Гром средь ясного неба, грязная история, но все равно, я не допущу, мы не обязаны платить за их грехи, черт с ними, с их слабостями и пороками, не мне их осуждать, но при чем тут мы, почему они хотят втянуть нас в свои делишки, я им в этом деле не помощник, еще одна любовная история, сколько их было у него, обычная любовная драма, нетрудно себе представить, нечто подобное, наверно, случилось и с моей матерью, она могла бы мне рассказать точно такую историю, если бы мы, конечно, когда-нибудь с ней встретились, он одинокий вдовец, со своими переживаниями, у нее не сложилась жизнь с мужем, они старались утешить друг друга и сами не заметили, как очутились в постели, старый дурак, мог бы, по крайней мере, предохраняться, что вы, что вы, об этом и речи быть не может, это грех и так вульгарно, такие вещи ниже нашего достоинства, ну а этот сеньор из Андалузии, законный муж, имя которого никогда не упоминается в доме, ужасный человек, он не пожелал быть третьим и смылся, вполне его понимаю, поведение дона Анхеля возмущало меня, какая беспомощность, строил невесть что передо мной, пытался искупить свою вину, свою отцовскую несостоятельность по отношению к Ольвидо, миндальничая с каким-то безродным Аусенсио Эспосито, верх бесстыдства, но меня ему не сломить, мы шли, взявшись за руки, погруженные в наши печальные мысли, усталость приносила облегчение, у цементного завода в Тораль-де-лос-Вегас пришлось пересечь железную дорогу и пролезть под вагонами, наконец, я решился перейти в контрнаступление.

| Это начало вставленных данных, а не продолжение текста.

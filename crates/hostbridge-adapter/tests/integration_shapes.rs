//! One handler, four host calling conventions: the canonical request
//! must come out identical and the reply must land on each shape's own
//! channel.

mod common;

use std::sync::atomic::{AtomicBool, Ordering};
use std::sync::Arc;

use bytes::Bytes;
use http::StatusCode;

use common::RecordingSink;
use hostbridge_adapter::{
    handler_fn, Next, RawInvocation, RawRequest, RespondSlot, ServerAdapter,
};
use hostbridge_core::{CanonicalRequest, CanonicalResponse};

/// Renders the canonical view of a request so equivalence across
/// shapes can be compared byte for byte.
fn snapshot(request: &CanonicalRequest) -> String {
    let headers: Vec<String> = request
        .headers()
        .iter()
        .map(|(name, value)| format!("{}={}", name, String::from_utf8_lossy(value.as_bytes())))
        .collect();
    format!(
        "{} {} [{}]",
        request.method(),
        request.uri(),
        headers.join(";")
    )
}

fn snapshot_adapter() -> ServerAdapter {
    ServerAdapter::builder(handler_fn(|request, _context| async move {
        Ok(Some(CanonicalResponse::text(
            StatusCode::OK,
            snapshot(&request),
        )))
    }))
    .build()
}

fn equivalent_get() -> RawRequest {
    RawRequest::new("get", "/resource?id=7")
        .header("Accept", "text/plain")
        .header("X-Trace", "a")
        .header("X-Trace", "b")
}

#[tokio::test]
async fn all_shapes_normalize_to_the_same_canonical_request() {
    let adapter = snapshot_adapter();

    // Direct: the response is the return value.
    let direct = adapter
        .invoke(RawInvocation::direct(equivalent_get()))
        .await
        .unwrap()
        .expect("direct shape returns the response");
    let direct_snapshot = direct.into_parts().2.collect().await.unwrap();

    // Paired: the response is written through the reply sink.
    let (sink, state) = RecordingSink::new();
    let returned = adapter
        .invoke(RawInvocation::paired(equivalent_get(), Box::new(sink)))
        .await
        .unwrap();
    assert!(returned.is_none(), "paired shape replies via the sink");
    let paired_snapshot = {
        let state = state.lock().unwrap();
        assert_eq!(state.head.as_ref().unwrap().0, StatusCode::OK);
        assert_eq!(state.ended, 1);
        state.body()
    };

    // Event-listener: the response arrives through respond-with.
    let (slot, rx) = RespondSlot::new();
    let returned = adapter
        .invoke(RawInvocation::event(equivalent_get(), slot))
        .await
        .unwrap();
    assert!(returned.is_none(), "event shape replies via respond-with");
    let event_snapshot = rx.await.unwrap().into_parts().2.collect().await.unwrap();

    // Middleware, matched: same write-through channel as paired.
    let (sink, state) = RecordingSink::new();
    let next_called = Arc::new(AtomicBool::new(false));
    let flag = next_called.clone();
    let returned = adapter
        .invoke(RawInvocation::middleware(
            equivalent_get(),
            Box::new(sink),
            Next::new(move || {
                let flag = flag.clone();
                async move {
                    flag.store(true, Ordering::SeqCst);
                }
            }),
        ))
        .await
        .unwrap();
    assert!(returned.is_none());
    assert!(!next_called.load(Ordering::SeqCst), "handled, so no next()");
    let middleware_snapshot = state.lock().unwrap().body();

    assert_eq!(direct_snapshot, paired_snapshot);
    assert_eq!(direct_snapshot, event_snapshot);
    assert_eq!(direct_snapshot, middleware_snapshot);
    let rendered = String::from_utf8(direct_snapshot.to_vec()).unwrap();
    assert!(rendered.starts_with("GET http://localhost/resource?id=7"));
    assert!(rendered.contains("x-trace=a"));
    assert!(rendered.contains("x-trace=b"));
}

#[tokio::test]
async fn unmatched_middleware_defers_to_next_without_writing() {
    let adapter = ServerAdapter::builder(handler_fn(|request, _context| async move {
        if request.uri().path() == "/handled" {
            Ok(Some(CanonicalResponse::text(StatusCode::OK, "mine")))
        } else {
            Ok(None)
        }
    }))
    .build();

    let (sink, state) = RecordingSink::new();
    let next_called = Arc::new(AtomicBool::new(false));
    let flag = next_called.clone();

    let returned = adapter
        .invoke(RawInvocation::middleware(
            RawRequest::new("GET", "/other"),
            Box::new(sink),
            Next::new(move || {
                let flag = flag.clone();
                async move {
                    flag.store(true, Ordering::SeqCst);
                }
            }),
        ))
        .await
        .unwrap();

    assert!(returned.is_none());
    assert!(next_called.load(Ordering::SeqCst), "next() must be invoked");
    let state = state.lock().unwrap();
    assert!(state.head.is_none(), "nothing may be written when deferring");
    assert!(state.chunks.is_empty());
    assert_eq!(state.ended, 0);
}

#[tokio::test]
async fn paired_reply_preserves_repeated_header_lines() {
    let adapter = ServerAdapter::builder(handler_fn(|_request, _context| async move {
        Ok(Some(
            CanonicalResponse::text(StatusCode::OK, "ok")
                .header("set-cookie", "a=1")
                .header("set-cookie", "b=2"),
        ))
    }))
    .build();

    let (sink, state) = RecordingSink::new();
    adapter
        .invoke(RawInvocation::paired(
            RawRequest::new("GET", "/"),
            Box::new(sink),
        ))
        .await
        .unwrap();

    let state = state.lock().unwrap();
    assert_eq!(
        state.header_values("set-cookie"),
        vec![b"a=1".to_vec(), b"b=2".to_vec()]
    );
    assert_eq!(state.body(), Bytes::from("ok"));
}
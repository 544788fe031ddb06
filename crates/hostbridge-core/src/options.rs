//! Adapter tunables.

use serde::{Deserialize, Serialize};

/// Data-shaped adapter configuration.
///
/// Everything code-shaped (the handler, plugins, fallback factories)
/// lives on the adapter builder instead; these are the few knobs hosts
/// may want to load from a config file.
#[derive(Debug, Clone, Serialize, Deserialize)]
pub struct AdapterOptions {
    /// Scheme used when synthesizing an absolute URL for a host that
    /// supplies none.
    #[serde(default = "default_scheme")]
    pub default_scheme: String,

    /// Authority used when neither the host nor a `host` header names
    /// one.
    #[serde(default = "default_authority")]
    pub default_authority: String,

    /// How many unconsumed chunks the push→pull bridge buffers before
    /// the upstream source is paused.
    #[serde(default = "default_bridge_capacity")]
    pub bridge_capacity: usize,
}

fn default_scheme() -> String {
    "http".to_string()
}

fn default_authority() -> String {
    "localhost".to_string()
}

fn default_bridge_capacity() -> usize {
    1
}

impl Default for AdapterOptions {
    fn default() -> Self {
        AdapterOptions {
            default_scheme: default_scheme(),
            default_authority: default_authority(),
            bridge_capacity: default_bridge_capacity(),
        }
    }
}

impl AdapterOptions {
    pub fn from_toml_str(content: &str) -> anyhow::Result<Self> {
        let options: AdapterOptions = toml::from_str(content)?;
        Ok(options)
    }
}
//! The canonical request — what every host shape is normalized into.

use bytes::Bytes;
use http::{Extensions, HeaderMap, Method, Uri};

use crate::body::{Body, BodySlot};
use crate::error::AdapterResult;
use crate::signal::AbortSignal;

/// Host-independent representation of one inbound HTTP request.
///
/// Built once per invocation by the request adapter. Immutable except
/// for the body's consumption state and the annotation slot plugins use
/// to stash per-request values (a cookie jar, auth claims, timing
/// marks); the adapter itself never looks inside the annotations.
#[derive(Debug)]
pub struct CanonicalRequest {
    method: Method,
    uri: Uri,
    headers: HeaderMap,
    body: BodySlot,
    signal: AbortSignal,
    annotations: Extensions,
}

impl CanonicalRequest {
    pub fn new(
        method: Method,
        uri: Uri,
        headers: HeaderMap,
        body: Body,
        signal: AbortSignal,
    ) -> Self {
        CanonicalRequest {
            method,
            uri,
            headers,
            body: BodySlot::new(body),
            signal,
            annotations: Extensions::new(),
        }
    }

    pub fn method(&self) -> &Method {
        &self.method
    }

    /// Absolute request URL.
    pub fn uri(&self) -> &Uri {
        &self.uri
    }

    pub fn headers(&self) -> &HeaderMap {
        &self.headers
    }

    /// Mutable header access for `on_request` hooks that rewrite the
    /// request in place.
    pub fn headers_mut(&mut self) -> &mut HeaderMap {
        &mut self.headers
    }

    /// The invocation's composite cancellation signal.
    pub fn signal(&self) -> &AbortSignal {
        &self.signal
    }

    /// Per-request typed annotation slot, opaque to the adapter.
    pub fn annotations(&self) -> &Extensions {
        &self.annotations
    }

    pub fn annotations_mut(&mut self) -> &mut Extensions {
        &mut self.annotations
    }

    /// Take the body for reading. At most one take succeeds.
    pub fn take_body(&self) -> AdapterResult<Body> {
        self.body.take()
    }

    pub fn body_consumed(&self) -> bool {
        self.body.is_consumed()
    }

    /// Take the body and drain it to contiguous bytes.
    pub async fn collect_body(&self) -> AdapterResult<Bytes> {
        Ok(self.take_body()?.collect().await?)
    }
}

#[cfg(test)]
mod tests {
    use super::*;
    use crate::error::AdapterError;

    fn request_with_body(body: Body) -> CanonicalRequest {
        CanonicalRequest::new(
            Method::POST,
            "http://localhost/submit".parse().unwrap(),
            HeaderMap::new(),
            body,
            AbortSignal::never(),
        )
    }

    #[tokio::test]
    async fn collect_body_returns_full_bytes_once() {
        let request = request_with_body(Body::from("{\"name\":\"Ada\"}"));
        let bytes = request.collect_body().await.unwrap();
        assert_eq!(bytes, Bytes::from("{\"name\":\"Ada\"}"));

        match request.collect_body().await {
            Err(AdapterError::BodyAlreadyConsumed) => {}
            other => panic!("expected BodyAlreadyConsumed, got {other:?}"),
        }
    }

    #[test]
    fn annotations_round_trip() {
        #[derive(Clone, Debug, PartialEq)]
        struct Marker(u32);

        let mut request = request_with_body(Body::Empty);
        request.annotations_mut().insert(Marker(7));
        assert_eq!(request.annotations().get::<Marker>(), Some(&Marker(7)));
    }
}
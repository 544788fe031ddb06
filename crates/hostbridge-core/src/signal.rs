//! Abort signals — cooperative cancellation for one invocation.
//!
//! An [`AbortSignal`] is the read side of a one-shot cancellation flag.
//! It can be inspected synchronously (`is_aborted`/`reason`), awaited
//! (`aborted`), or observed through a registered one-shot listener that
//! deregisters itself when its guard is dropped. The write side is an
//! [`AbortHandle`]; the first `abort` wins and records its reason, later
//! aborts are observed but change nothing.
//!
//! The listener registry is what makes any-of composition portable: the
//! cancellation bridge registers a listener per source and drops the
//! remaining registrations as soon as the first source fires, so no
//! listener outlives the request it belongs to.

use std::collections::HashMap;
use std::fmt;
use std::sync::{Arc, Mutex, Weak};

use tokio::sync::oneshot;

/// Why a signal was aborted. Cheap to clone and compare.
#[derive(Debug, Clone, PartialEq, Eq)]
pub struct AbortReason(Arc<str>);

impl AbortReason {
    pub fn new(message: impl Into<String>) -> Self {
        AbortReason(message.into().into())
    }

    pub fn as_str(&self) -> &str {
        &self.0
    }
}

impl fmt::Display for AbortReason {
    fn fmt(&self, f: &mut fmt::Formatter<'_>) -> fmt::Result {
        f.write_str(&self.0)
    }
}

type Listener = Box<dyn FnOnce(&AbortReason) + Send>;

struct SignalState {
    reason: Option<AbortReason>,
    listeners: HashMap<u64, Listener>,
    next_listener_id: u64,
}

struct Shared {
    state: Mutex<SignalState>,
}

impl Shared {
    fn new() -> Self {
        Shared {
            state: Mutex::new(SignalState {
                reason: None,
                listeners: HashMap::new(),
                next_listener_id: 0,
            }),
        }
    }

    fn abort(&self, reason: AbortReason) {
        let fired = {
            let mut state = self.state.lock().expect("signal lock");
            if state.reason.is_some() {
                // Later aborts are observed but the first reason stands.
                return;
            }
            state.reason = Some(reason.clone());
            std::mem::take(&mut state.listeners)
        };
        // Listeners run outside the lock; they may touch other signals.
        for (_, listener) in fired {
            listener(&reason);
        }
    }
}

/// Read side of a cancellation flag.
///
/// Cloning is cheap and every clone observes the same state. A signal
/// constructed with [`AbortSignal::never`] carries no state at all and
/// never aborts.
#[derive(Clone)]
pub struct AbortSignal {
    shared: Option<Arc<Shared>>,
}

/// Write side of a cancellation flag. The first abort wins.
#[derive(Clone)]
pub struct AbortHandle {
    shared: Arc<Shared>,
}

impl AbortHandle {
    /// Abort the paired signal. Idempotent; only the first reason is
    /// recorded.
    pub fn abort(&self, reason: AbortReason) {
        self.shared.abort(reason);
    }
}

impl AbortSignal {
    /// Create a connected handle/signal pair.
    pub fn new() -> (AbortHandle, AbortSignal) {
        let shared = Arc::new(Shared::new());
        (
            AbortHandle {
                shared: shared.clone(),
            },
            AbortSignal {
                shared: Some(shared),
            },
        )
    }

    /// A signal that never aborts. Used when an invocation has no
    /// cancellation sources.
    pub fn never() -> AbortSignal {
        AbortSignal { shared: None }
    }

    /// A signal that is already aborted with the given reason.
    pub fn already_aborted(reason: AbortReason) -> AbortSignal {
        let (handle, signal) = AbortSignal::new();
        handle.abort(reason);
        signal
    }

    pub fn is_aborted(&self) -> bool {
        self.reason().is_some()
    }

    /// The recorded reason, if the signal has aborted.
    pub fn reason(&self) -> Option<AbortReason> {
        let shared = self.shared.as_ref()?;
        shared.state.lock().expect("signal lock").reason.clone()
    }

    /// Register a one-shot listener.
    ///
    /// If the signal is already aborted the listener runs immediately on
    /// the calling task. Otherwise it runs once when the signal aborts,
    /// unless the returned guard is dropped first.
    pub fn on_abort(&self, listener: impl FnOnce(&AbortReason) + Send + 'static) -> ListenerGuard {
        let Some(shared) = self.shared.as_ref() else {
            return ListenerGuard::inert();
        };
        let id = {
            let mut state = shared.state.lock().expect("signal lock");
            if let Some(reason) = state.reason.clone() {
                drop(state);
                listener(&reason);
                return ListenerGuard::inert();
            }
            let id = state.next_listener_id;
            state.next_listener_id += 1;
            state.listeners.insert(id, Box::new(listener));
            id
        };
        ListenerGuard {
            shared: Some(Arc::downgrade(shared)),
            id,
        }
    }

    /// Wait until the signal aborts. Pends forever on a never-aborting
    /// signal.
    ///
    /// Built on the listener registry, so cancelling the wait (dropping
    /// the future) deregisters cleanly and an abort that races the
    /// registration is still delivered.
    pub async fn aborted(&self) -> AbortReason {
        if self.shared.is_none() {
            return std::future::pending().await;
        }
        let (tx, rx) = oneshot::channel();
        let _guard = self.on_abort(move |reason| {
            let _ = tx.send(reason.clone());
        });
        match rx.await {
            Ok(reason) => reason,
            // The listener can only vanish with the guard, which we
            // hold; treat the impossible as "never aborts".
            Err(_) => std::future::pending().await,
        }
    }
}

impl fmt::Debug for AbortSignal {
    fn fmt(&self, f: &mut fmt::Formatter<'_>) -> fmt::Result {
        f.debug_struct("AbortSignal")
            .field("aborted", &self.is_aborted())
            .finish()
    }
}

impl fmt::Debug for AbortHandle {
    fn fmt(&self, f: &mut fmt::Formatter<'_>) -> fmt::Result {
        f.debug_struct("AbortHandle").finish_non_exhaustive()
    }
}

/// Deregisters its listener when dropped, so listeners never outlive the
/// scope that registered them.
pub struct ListenerGuard {
    shared: Option<Weak<Shared>>,
    id: u64,
}

impl ListenerGuard {
    fn inert() -> ListenerGuard {
        ListenerGuard {
            shared: None,
            id: 0,
        }
    }
}

impl Drop for ListenerGuard {
    fn drop(&mut self) {
        if let Some(shared) = self.shared.take().and_then(|weak| weak.upgrade()) {
            shared
                .state
                .lock()
                .expect("signal lock")
                .listeners
                .remove(&self.id);
        }
    }
}
//! Cancellation bridge — any-of composition of abort sources.
//!
//! A host may hand the adapter several independent cancellation sources
//! for one invocation (the connection closing, a deadline, an explicit
//! host abort). The bridge merges them into one derived signal with
//! any-of semantics, without relying on a native combinator: it
//! registers a one-shot listener per source and drops the remaining
//! registrations as soon as the first source fires, so no listener
//! outlives the request.

use std::sync::{Arc, Mutex};

use hostbridge_core::signal::{AbortReason, AbortSignal, ListenerGuard};

/// A derived signal plus the listener registrations that feed it.
///
/// The registrations live exactly as long as the composite: dropping it
/// deregisters every remaining listener from its source.
pub struct AbortSignalComposite {
    signal: AbortSignal,
    _guards: Arc<Mutex<Vec<ListenerGuard>>>,
}

impl AbortSignalComposite {
    /// Clone of the derived signal, handed to the canonical request.
    pub fn signal(&self) -> AbortSignal {
        self.signal.clone()
    }

    pub fn is_aborted(&self) -> bool {
        self.signal.is_aborted()
    }

    pub fn reason(&self) -> Option<AbortReason> {
        self.signal.reason()
    }
}

/// Merge any number of abort sources into one composite signal.
///
/// Zero sources yield a signal that never aborts. A single source is
/// mirrored directly with no extra wrapping. With several sources, a
/// source already aborted at composition time makes the composite start
/// aborted with that source's reason; otherwise the first source to
/// fire transitions the composite exactly once, records its reason, and
/// deregisters the listeners on the other sources. Later aborts are
/// observed but do not change the recorded reason.
pub fn compose(sources: Vec<AbortSignal>) -> AbortSignalComposite {
    let inert_guards = Arc::new(Mutex::new(Vec::new()));
    match sources.len() {
        0 => AbortSignalComposite {
            signal: AbortSignal::never(),
            _guards: inert_guards,
        },
        1 => {
            let mut sources = sources;
            AbortSignalComposite {
                signal: sources.remove(0),
                _guards: inert_guards,
            }
        }
        _ => {
            for source in &sources {
                if let Some(reason) = source.reason() {
                    return AbortSignalComposite {
                        signal: AbortSignal::already_aborted(reason),
                        _guards: inert_guards,
                    };
                }
            }

            let (handle, signal) = AbortSignal::new();
            let guards: Arc<Mutex<Vec<ListenerGuard>>> = Arc::new(Mutex::new(Vec::new()));
            for source in &sources {
                let handle = handle.clone();
                let remaining = guards.clone();
                let guard = source.on_abort(move |reason| {
                    handle.abort(reason.clone());
                    // First fire wins; dropping the other guards
                    // deregisters their listeners immediately.
                    remaining.lock().expect("composite guards lock").clear();
                });
                guards.lock().expect("composite guards lock").push(guard);
            }
            // A source may have fired while registrations were still
            // being added; sweep the leftovers in that case.
            if signal.is_aborted() {
                guards.lock().expect("composite guards lock").clear();
            }
            AbortSignalComposite {
                signal,
                _guards: guards,
            }
        }
    }
}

— Сейчас я тебе покажу кое-что, связанное с моим сном.
— Не понимаю, почему он не разрешает нам встречаться, о тебе он говорит с большим уважением.
— Понятно. Тебя он хочет выдать за какого-нибудь богатого старика, с которым ты будешь так же несчастлива, как твоя мать.
— Он говорит, что я еще слишком молода, хотя моя бабушка вышла замуж в пятнадцать лет.
— Ольвидо, верь мне, нас никто не сможет разлучить.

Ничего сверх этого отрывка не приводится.